Luitpold Karl Joseph Wilhelm of Bavaria (born March 12, 1821 in Würzburg , † December 12, 1912 in Munich ) was Prince Regent of the Kingdom of Bavaria from 1886 until his death ; initially for three days for his nephew King Ludwig II , then for his mentally ill brother Otto I. While his reign brought about great cultural prosperity for Munich, for Bavaria it meant the gradual subordination of Bavarian interests to those of the German Empire .

Prince Luitpold of Bavaria around 1845, lithograph by Ignaz Fertig

Early years

Würzburg residence, Luitpold's birthplace

Luitpold of Bavaria was born in the Würzburg residence as the fifth child and third son of King Ludwig I of Bavaria and Princess Therese of Saxony-Hildburghausen . His siblings were Maximilian (* 1811, later King of Bavaria), Mathilde (* 1813), Otto (* 1815, later King of Greece), Theodolinde (* 1816), Adelgunde (1823-1914), Hildegard (* 1825), Alexandra (* 1826), later abbess of St. Anna in Munich, and Adalbert (* 1828). Luitpold was his father's favorite son.

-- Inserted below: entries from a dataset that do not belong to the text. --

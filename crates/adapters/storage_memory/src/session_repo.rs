//! In-memory implementation of [`SessionRepository`].

use testmon_app::ports::{CrudRepository, SessionRepository};
use testmon_domain::error::TestmonError;
use testmon_domain::page::{Page, PageSpec};
use testmon_domain::session::MonitorSession;
use testmon_storage::{MetricRecord, SessionRecord};

use crate::repository::MemoryRepository;
use crate::store::{SharedMap, lock};

/// Session repository over the shared in-memory store.
pub struct MemorySessionRepository {
    inner: MemoryRepository<SessionRecord>,
    metrics: SharedMap<MetricRecord>,
}

impl MemorySessionRepository {
    pub(crate) fn new(sessions: SharedMap<SessionRecord>, metrics: SharedMap<MetricRecord>) -> Self {
        Self {
            inner: MemoryRepository::new(sessions),
            metrics,
        }
    }
}

impl CrudRepository<MonitorSession> for MemorySessionRepository {
    async fn create(&self, item: MonitorSession) -> Result<MonitorSession, TestmonError> {
        self.inner.create(item).await
    }

    async fn update(&self, item: MonitorSession) -> Result<MonitorSession, TestmonError> {
        self.inner.update(item).await
    }

    async fn get(&self, uid: &str) -> Result<MonitorSession, TestmonError> {
        self.inner.get(uid).await
    }

    async fn delete(&self, uid: &str) -> Result<(), TestmonError> {
        self.inner.delete(uid).await?;
        // emulate ON DELETE CASCADE on the metric table
        lock(&self.metrics).retain(|_, record| record.sid != uid);
        Ok(())
    }

    async fn list(&self, page: Option<PageSpec>) -> Result<Page<MonitorSession>, TestmonError> {
        self.inner.list(page).await
    }

    async fn count(&self) -> Result<usize, TestmonError> {
        self.inner.count().await
    }

    async fn truncate(&self) -> Result<(), TestmonError> {
        self.inner.truncate().await
    }
}

impl SessionRepository for MemorySessionRepository {}
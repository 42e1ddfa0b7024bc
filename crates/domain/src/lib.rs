//! # testmon-domain
//!
//! Pure domain model for the testmon metrics-collection backend.
//!
//! ## Responsibilities
//! - Foundational types: identities, error conventions, timestamps
//! - Define **Machines** (the hardware+software execution context a test ran on)
//! - Define **Monitor sessions** (one test run, tied to an SCM revision)
//! - Define **Metrics** (resource measurements for a single test execution)
//! - Define **Validation suites** (a session joined with all of its metrics)
//! - Pagination vocabulary shared by every listing operation
//! - Contain all invariant enforcement and domain logic
//!
//! ## Dependency rule
//! This crate has **no internal dependencies**.
//! It must never import anything from `app`, adapters, or external IO crates.
//! All IO boundaries are expressed as traits in the `app` crate (ports).

pub mod error;
pub mod fingerprint;
pub mod id;
pub mod time;

pub mod machine;
pub mod metric;
pub mod page;
pub mod session;
pub mod suite;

Luitpold's military career began at the age of 14 on the instructions of his father, and his father made him captain of the artillery in 1835 , and in 1841 he became a colonel. In the following years he made it to major general and Feldzeugmeister . In 1841 he became an honorary member of the Bavarian Academy of Sciences .

Luitpold went on extensive trips abroad and got to know his future wife, Archduchess Auguste Ferdinande of Austria-Tuscany , daughter of the Grand Duke of Tuscany. The couple married on April 15, 1844 in Florence .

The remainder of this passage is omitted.